WORK TASK:
Scan the entries for "transaction". Every line that holds it is to be copied.

(Collected data entries)

=-=-=

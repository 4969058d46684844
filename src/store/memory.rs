//! In-process [`ApprovalStore`] used by the test suite and `serve --in-memory`.
//!
//! A single async mutex serialises transactions. Each transaction works on a
//! copy of the state and swaps it in on commit, so an abandoned transaction
//! leaves nothing behind.

use std::collections::{HashMap, HashSet};
use std::sync::Arc;

use async_trait::async_trait;
use chrono::{DateTime, Utc};
use subtle::ConstantTimeEq;
use tokio::sync::{Mutex, OwnedMutexGuard};
use uuid::Uuid;

use super::{can_transition, ApprovalStore, StoreError, StoreResult, StoreTx};
use crate::models::approval::{ApprovalRecord, ApprovalStatus};
use crate::models::audit::AuditLogEntry;
use crate::models::request::{MaintenanceRequest, RequestStage};
use crate::models::workflow::{NewWorkflow, StepTemplate, WorkflowDefinition};

/// Points at which an armed store fails with [`StoreError::Injected`].
#[derive(Debug, Clone, Copy, PartialEq, Eq, Hash)]
pub enum FailPoint {
    /// Fail while inserting the approval at this zero-based index of a chain.
    InsertApprovalAt(usize),
    UpdateApproval,
    AppendAudit,
    SetRequestStage,
    Commit,
}

#[derive(Debug, Clone, Default)]
struct MemoryState {
    /// Creation order is the tie-break for workflow selection.
    workflows: Vec<WorkflowDefinition>,
    steps: HashMap<(Uuid, i32), Vec<StepTemplate>>,
    requests: HashMap<Uuid, MaintenanceRequest>,
    approvals: Vec<ApprovalRecord>,
    audit: Vec<AuditLogEntry>,
    faults: HashSet<FailPoint>,
}

impl MemoryState {
    fn with_steps(&self, wf: &WorkflowDefinition) -> WorkflowDefinition {
        let mut wf = wf.clone();
        wf.steps = self
            .steps
            .get(&(wf.id, wf.revision))
            .cloned()
            .unwrap_or_default();
        wf
    }

    fn check(&self, point: FailPoint, name: &'static str) -> StoreResult<()> {
        if self.faults.contains(&point) {
            return Err(StoreError::Injected(name));
        }
        Ok(())
    }
}

#[derive(Clone, Default)]
pub struct MemoryStore {
    state: Arc<Mutex<MemoryState>>,
}

impl MemoryStore {
    pub fn new() -> Self {
        Self::default()
    }

    /// Arm a fault point. It stays armed until [`MemoryStore::clear_faults`].
    pub async fn fail_on(&self, point: FailPoint) {
        self.state.lock().await.faults.insert(point);
    }

    pub async fn clear_faults(&self) {
        self.state.lock().await.faults.clear();
    }

    /// Count of audit entries for one approval record.
    pub async fn audit_count_for(&self, approval_id: Uuid) -> usize {
        self.state
            .lock()
            .await
            .audit
            .iter()
            .filter(|e| e.approval_id == approval_id)
            .count()
    }

    /// Rewrite a record's expiry, e.g. to simulate an approver who waited
    /// past the deadline.
    pub async fn set_token_expiry(&self, approval_id: Uuid, at: DateTime<Utc>) -> bool {
        let mut state = self.state.lock().await;
        match state.approvals.iter_mut().find(|a| a.id == approval_id) {
            Some(record) => {
                record.token_expires_at = at;
                true
            }
            None => false,
        }
    }
}

#[async_trait]
impl ApprovalStore for MemoryStore {
    async fn begin(&self) -> StoreResult<Box<dyn StoreTx>> {
        let guard = self.state.clone().lock_owned().await;
        let work = guard.clone();
        Ok(Box::new(MemoryTx { guard, work }))
    }

    async fn active_workflows(&self) -> StoreResult<Vec<WorkflowDefinition>> {
        let state = self.state.lock().await;
        Ok(state
            .workflows
            .iter()
            .filter(|w| w.is_active && !w.archived)
            .map(|w| state.with_steps(w))
            .collect())
    }

    async fn list_workflows(&self) -> StoreResult<Vec<WorkflowDefinition>> {
        let state = self.state.lock().await;
        Ok(state
            .workflows
            .iter()
            .filter(|w| !w.archived)
            .map(|w| state.with_steps(w))
            .collect())
    }

    async fn get_workflow(&self, id: Uuid) -> StoreResult<Option<WorkflowDefinition>> {
        let state = self.state.lock().await;
        Ok(state
            .workflows
            .iter()
            .find(|w| w.id == id && !w.archived)
            .map(|w| state.with_steps(w)))
    }

    async fn create_workflow(&self, wf: &NewWorkflow) -> StoreResult<WorkflowDefinition> {
        let mut state = self.state.lock().await;
        let now = Utc::now();
        let def = WorkflowDefinition {
            id: Uuid::new_v4(),
            name: wf.name.clone(),
            description: wf.description.clone(),
            category: wf.category.clone(),
            priority: wf.priority.clone(),
            is_active: wf.is_active,
            archived: false,
            revision: 1,
            created_at: now,
            updated_at: now,
            steps: Vec::new(),
        };
        state
            .steps
            .insert((def.id, 1), wf.step_templates(def.id, 1));
        state.workflows.push(def.clone());
        Ok(state.with_steps(&def))
    }

    async fn update_workflow(
        &self,
        id: Uuid,
        wf: &NewWorkflow,
    ) -> StoreResult<Option<WorkflowDefinition>> {
        let mut state = self.state.lock().await;
        let Some(def) = state.workflows.iter_mut().find(|w| w.id == id && !w.archived) else {
            return Ok(None);
        };
        def.name = wf.name.clone();
        def.description = wf.description.clone();
        def.category = wf.category.clone();
        def.priority = wf.priority.clone();
        def.is_active = wf.is_active;
        def.revision += 1;
        def.updated_at = Utc::now();
        let def = def.clone();
        state
            .steps
            .insert((id, def.revision), wf.step_templates(id, def.revision));
        Ok(Some(state.with_steps(&def)))
    }

    async fn replace_steps(
        &self,
        id: Uuid,
        expected_revision: i32,
        steps: Vec<StepTemplate>,
    ) -> StoreResult<Option<WorkflowDefinition>> {
        let mut state = self.state.lock().await;
        let Some(def) = state.workflows.iter_mut().find(|w| w.id == id && !w.archived) else {
            return Ok(None);
        };
        if def.revision != expected_revision {
            return Err(StoreError::Conflict(format!(
                "workflow {} is at revision {}, not {}",
                id, def.revision, expected_revision
            )));
        }
        def.revision += 1;
        def.updated_at = Utc::now();
        let def = def.clone();
        let steps = steps
            .into_iter()
            .map(|s| StepTemplate {
                workflow_id: id,
                revision: def.revision,
                ..s
            })
            .collect();
        state.steps.insert((id, def.revision), steps);
        Ok(Some(state.with_steps(&def)))
    }

    async fn archive_workflow(&self, id: Uuid) -> StoreResult<bool> {
        let mut state = self.state.lock().await;
        match state.workflows.iter_mut().find(|w| w.id == id && !w.archived) {
            Some(def) => {
                def.archived = true;
                def.is_active = false;
                def.updated_at = Utc::now();
                Ok(true)
            }
            None => Ok(false),
        }
    }

    async fn get_request(&self, id: Uuid) -> StoreResult<Option<MaintenanceRequest>> {
        Ok(self.state.lock().await.requests.get(&id).cloned())
    }

    async fn list_approvals(&self, request_id: Uuid) -> StoreResult<Vec<ApprovalRecord>> {
        let state = self.state.lock().await;
        let mut rows: Vec<_> = state
            .approvals
            .iter()
            .filter(|a| a.request_id == request_id)
            .cloned()
            .collect();
        rows.sort_by_key(|a| a.step_order);
        Ok(rows)
    }

    async fn list_pending_approvals(&self) -> StoreResult<Vec<ApprovalRecord>> {
        let state = self.state.lock().await;
        Ok(state
            .approvals
            .iter()
            .filter(|a| a.status == ApprovalStatus::Pending)
            .cloned()
            .collect())
    }

    async fn list_audit(&self, request_id: Uuid) -> StoreResult<Vec<AuditLogEntry>> {
        let state = self.state.lock().await;
        Ok(state
            .audit
            .iter()
            .filter(|e| e.request_id == request_id)
            .cloned()
            .collect())
    }
}

pub struct MemoryTx {
    guard: OwnedMutexGuard<MemoryState>,
    work: MemoryState,
}

#[async_trait]
impl StoreTx for MemoryTx {
    async fn insert_request(&mut self, request: &MaintenanceRequest) -> StoreResult<()> {
        if self.work.requests.contains_key(&request.id) {
            return Err(StoreError::Conflict(format!(
                "request {} was already submitted",
                request.id
            )));
        }
        self.work.requests.insert(request.id, request.clone());
        Ok(())
    }

    async fn insert_approvals(&mut self, records: &[ApprovalRecord]) -> StoreResult<()> {
        for (i, record) in records.iter().enumerate() {
            self.work
                .check(FailPoint::InsertApprovalAt(i), "insert_approval")?;
            let duplicate = self.work.approvals.iter().any(|a| {
                (a.request_id == record.request_id && a.step_order == record.step_order)
                    || a.token_hash == record.token_hash
            });
            if duplicate {
                return Err(StoreError::Conflict(format!(
                    "approval for request {} step {} already exists",
                    record.request_id, record.step_order
                )));
            }
            self.work.approvals.push(record.clone());
        }
        Ok(())
    }

    async fn lock_approval_by_token_hash(
        &mut self,
        token_hash: &str,
    ) -> StoreResult<Option<ApprovalRecord>> {
        // The whole state is already held by this transaction.
        Ok(self
            .work
            .approvals
            .iter()
            .find(|a| bool::from(a.token_hash.as_bytes().ct_eq(token_hash.as_bytes())))
            .cloned())
    }

    async fn update_pending_approval(&mut self, record: &ApprovalRecord) -> StoreResult<bool> {
        self.work.check(FailPoint::UpdateApproval, "update_approval")?;
        let Some(existing) = self.work.approvals.iter_mut().find(|a| a.id == record.id) else {
            return Ok(false);
        };
        if !can_transition(existing.status, record.status) {
            return Ok(false);
        }
        existing.status = record.status;
        existing.approved_at = record.approved_at;
        existing.rejected_at = record.rejected_at;
        existing.rejection_reason = record.rejection_reason.clone();
        existing.ip_address = record.ip_address.clone();
        existing.user_agent = record.user_agent.clone();
        existing.updated_at = record.updated_at;
        Ok(true)
    }

    async fn lock_request(&mut self, _request_id: Uuid) -> StoreResult<()> {
        Ok(())
    }

    async fn approvals_for_request(
        &mut self,
        request_id: Uuid,
    ) -> StoreResult<Vec<ApprovalRecord>> {
        Ok(self
            .work
            .approvals
            .iter()
            .filter(|a| a.request_id == request_id)
            .cloned()
            .collect())
    }

    async fn workflow_steps(
        &mut self,
        workflow_id: Uuid,
        revision: i32,
    ) -> StoreResult<Vec<StepTemplate>> {
        Ok(self
            .work
            .steps
            .get(&(workflow_id, revision))
            .cloned()
            .unwrap_or_default())
    }

    async fn append_audit(&mut self, entry: &AuditLogEntry) -> StoreResult<()> {
        self.work.check(FailPoint::AppendAudit, "append_audit")?;
        self.work.audit.push(entry.clone());
        Ok(())
    }

    async fn set_request_stage(
        &mut self,
        request_id: Uuid,
        stage: RequestStage,
    ) -> StoreResult<()> {
        self.work
            .check(FailPoint::SetRequestStage, "set_request_stage")?;
        let request = self
            .work
            .requests
            .get_mut(&request_id)
            .ok_or_else(|| StoreError::Internal(format!("request {} not found", request_id)))?;
        request.stage = stage;
        request.updated_at = Utc::now();
        Ok(())
    }

    async fn expire_overdue(&mut self, now: DateTime<Utc>) -> StoreResult<Vec<ApprovalRecord>> {
        let mut expired = Vec::new();
        for record in self
            .work
            .approvals
            .iter_mut()
            .filter(|a| a.status == ApprovalStatus::Pending && now > a.token_expires_at)
        {
            record.status = ApprovalStatus::Expired;
            record.updated_at = now;
            expired.push(record.clone());
        }
        Ok(expired)
    }

    async fn commit(self: Box<Self>) -> StoreResult<()> {
        let MemoryTx { mut guard, work } = *self;
        work.check(FailPoint::Commit, "commit")?;
        *guard = work;
        Ok(())
    }
}
#[async_trait]
impl ApprovalStore for PgStore {
    async fn begin(&self) -> StoreResult<Box<dyn StoreTx>> {
        let tx = self.pool.begin().await?;
        Ok(Box::new(PgTx { tx }))
    }

    async fn active_workflows(&self) -> StoreResult<Vec<WorkflowDefinition>> {
        self.fetch_workflows("is_active AND NOT archived").await
    }

    async fn list_workflows(&self) -> StoreResult<Vec<WorkflowDefinition>> {
        self.fetch_workflows("NOT archived").await
    }

    async fn get_workflow(&self, id: Uuid) -> StoreResult<Option<WorkflowDefinition>> {
        let def = sqlx::query_as::<_, WorkflowDefinition>(&format!(
            "SELECT {WORKFLOW_COLUMNS} FROM approval_workflows WHERE id = $1 AND NOT archived"
        ))
        .bind(id)
        .fetch_optional(&self.pool)
        .await?;
        match def {
            Some(def) => Ok(self.attach_steps(vec![def]).await?.pop()),
            None => Ok(None),
        }
    }

    async fn create_workflow(&self, wf: &NewWorkflow) -> StoreResult<WorkflowDefinition> {
        let mut tx = self.pool.begin().await?;
        let mut def = sqlx::query_as::<_, WorkflowDefinition>(&format!(
            r#"INSERT INTO approval_workflows (id, name, description, category, priority, is_active)
               VALUES ($1, $2, $3, $4, $5, $6)
               RETURNING {WORKFLOW_COLUMNS}"#
        ))
        .bind(Uuid::new_v4())
        .bind(&wf.name)
        .bind(&wf.description)
        .bind(&wf.category)
        .bind(&wf.priority)
        .bind(wf.is_active)
        .fetch_one(&mut *tx)
        .await?;

        let steps = wf.step_templates(def.id, def.revision);
        insert_steps(&mut tx, &steps).await?;
        tx.commit().await?;

        def.steps = steps;
        Ok(def)
    }

    async fn update_workflow(
        &self,
        id: Uuid,
        wf: &NewWorkflow,
    ) -> StoreResult<Option<WorkflowDefinition>> {
        let mut tx = self.pool.begin().await?;
        let def = sqlx::query_as::<_, WorkflowDefinition>(&format!(
            r#"UPDATE approval_workflows
               SET name = $2, description = $3, category = $4, priority = $5, is_active = $6,
                   revision = revision + 1, updated_at = NOW()
               WHERE id = $1 AND NOT archived
               RETURNING {WORKFLOW_COLUMNS}"#
        ))
        .bind(id)
        .bind(&wf.name)
        .bind(&wf.description)
        .bind(&wf.category)
        .bind(&wf.priority)
        .bind(wf.is_active)
        .fetch_optional(&mut *tx)
        .await?;

        let Some(mut def) = def else {
            return Ok(None);
        };
        let steps = wf.step_templates(def.id, def.revision);
        insert_steps(&mut tx, &steps).await?;
        tx.commit().await?;

        def.steps = steps;
        Ok(Some(def))
    }

    async fn replace_steps(
        &self,
        id: Uuid,
        expected_revision: i32,
        steps: Vec<StepTemplate>,
    ) -> StoreResult<Option<WorkflowDefinition>> {
        let mut tx = self.pool.begin().await?;
        let def = sqlx::query_as::<_, WorkflowDefinition>(&format!(
            r#"UPDATE approval_workflows SET revision = revision + 1, updated_at = NOW()
               WHERE id = $1 AND revision = $2 AND NOT archived
               RETURNING {WORKFLOW_COLUMNS}"#
        ))
        .bind(id)
        .bind(expected_revision)
        .fetch_optional(&mut *tx)
        .await?;

        let Some(mut def) = def else {
            // tell a concurrent edit apart from a missing workflow
            let current = sqlx::query_scalar::<_, i32>(
                "SELECT revision FROM approval_workflows WHERE id = $1 AND NOT archived",
            )
            .bind(id)
            .fetch_optional(&mut *tx)
            .await?;
            return match current {
                Some(rev) => Err(StoreError::Conflict(format!(
                    "workflow {} is at revision {}, not {}",
                    id, rev, expected_revision
                ))),
                None => Ok(None),
            };
        };
        let steps: Vec<StepTemplate> = steps
            .into_iter()
            .map(|s| StepTemplate {
                workflow_id: id,
                revision: def.revision,
                ..s
            })
            .collect();
        insert_steps(&mut tx, &steps).await?;
        tx.commit().await?;

        def.steps = steps;
        Ok(Some(def))
    }

    async fn archive_workflow(&self, id: Uuid) -> StoreResult<bool> {
        let result = sqlx::query(
            "UPDATE approval_workflows SET archived = TRUE, is_active = FALSE, updated_at = NOW() \
             WHERE id = $1 AND NOT archived",
        )
        .bind(id)
        .execute(&self.pool)
        .await?;
        Ok(result.rows_affected() > 0)
    }

    async fn get_request(&self, id: Uuid) -> StoreResult<Option<MaintenanceRequest>> {
        let row = sqlx::query_as::<_, MaintenanceRequest>(
            r#"SELECT id, title, description, category, priority, workflow_id, workflow_revision,
                      stage, created_at, updated_at
               FROM maintenance_requests WHERE id = $1"#,
        )
        .bind(id)
        .fetch_optional(&self.pool)
        .await?;
        Ok(row)
    }

    async fn list_approvals(&self, request_id: Uuid) -> StoreResult<Vec<ApprovalRecord>> {
        let rows = sqlx::query_as::<_, ApprovalRecord>(&format!(
            "SELECT {APPROVAL_COLUMNS} FROM request_approvals WHERE request_id = $1 \
             ORDER BY step_order ASC"
        ))
        .bind(request_id)
        .fetch_all(&self.pool)
        .await?;
        Ok(rows)
    }

    async fn list_pending_approvals(&self) -> StoreResult<Vec<ApprovalRecord>> {
        let rows = sqlx::query_as::<_, ApprovalRecord>(&format!(
            "SELECT {APPROVAL_COLUMNS} FROM request_approvals WHERE status = 'pending' \
             ORDER BY created_at ASC, step_order ASC"
        ))
        .fetch_all(&self.pool)
        .await?;
        Ok(rows)
    }

    async fn list_audit(&self, request_id: Uuid) -> StoreResult<Vec<AuditLogEntry>> {
        let rows = sqlx::query_as::<_, AuditLogEntry>(
            r#"SELECT id, request_id, approval_id, action, performed_by_email, performed_by_name,
                      previous_status, new_status, notes, ip_address, user_agent, metadata,
                      created_at
               FROM approval_audit_log WHERE request_id = $1
               ORDER BY created_at ASC"#,
        )
        .bind(request_id)
        .fetch_all(&self.pool)
        .await?;
        Ok(rows)
    }
}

=-=-=

EXERCISE SOLUTION:
//! A single async mutex serialises transactions. Each transaction works on a
//! copy of the state and swaps it in on commit, so an abandoned transaction
        // The whole state is already held by this transaction.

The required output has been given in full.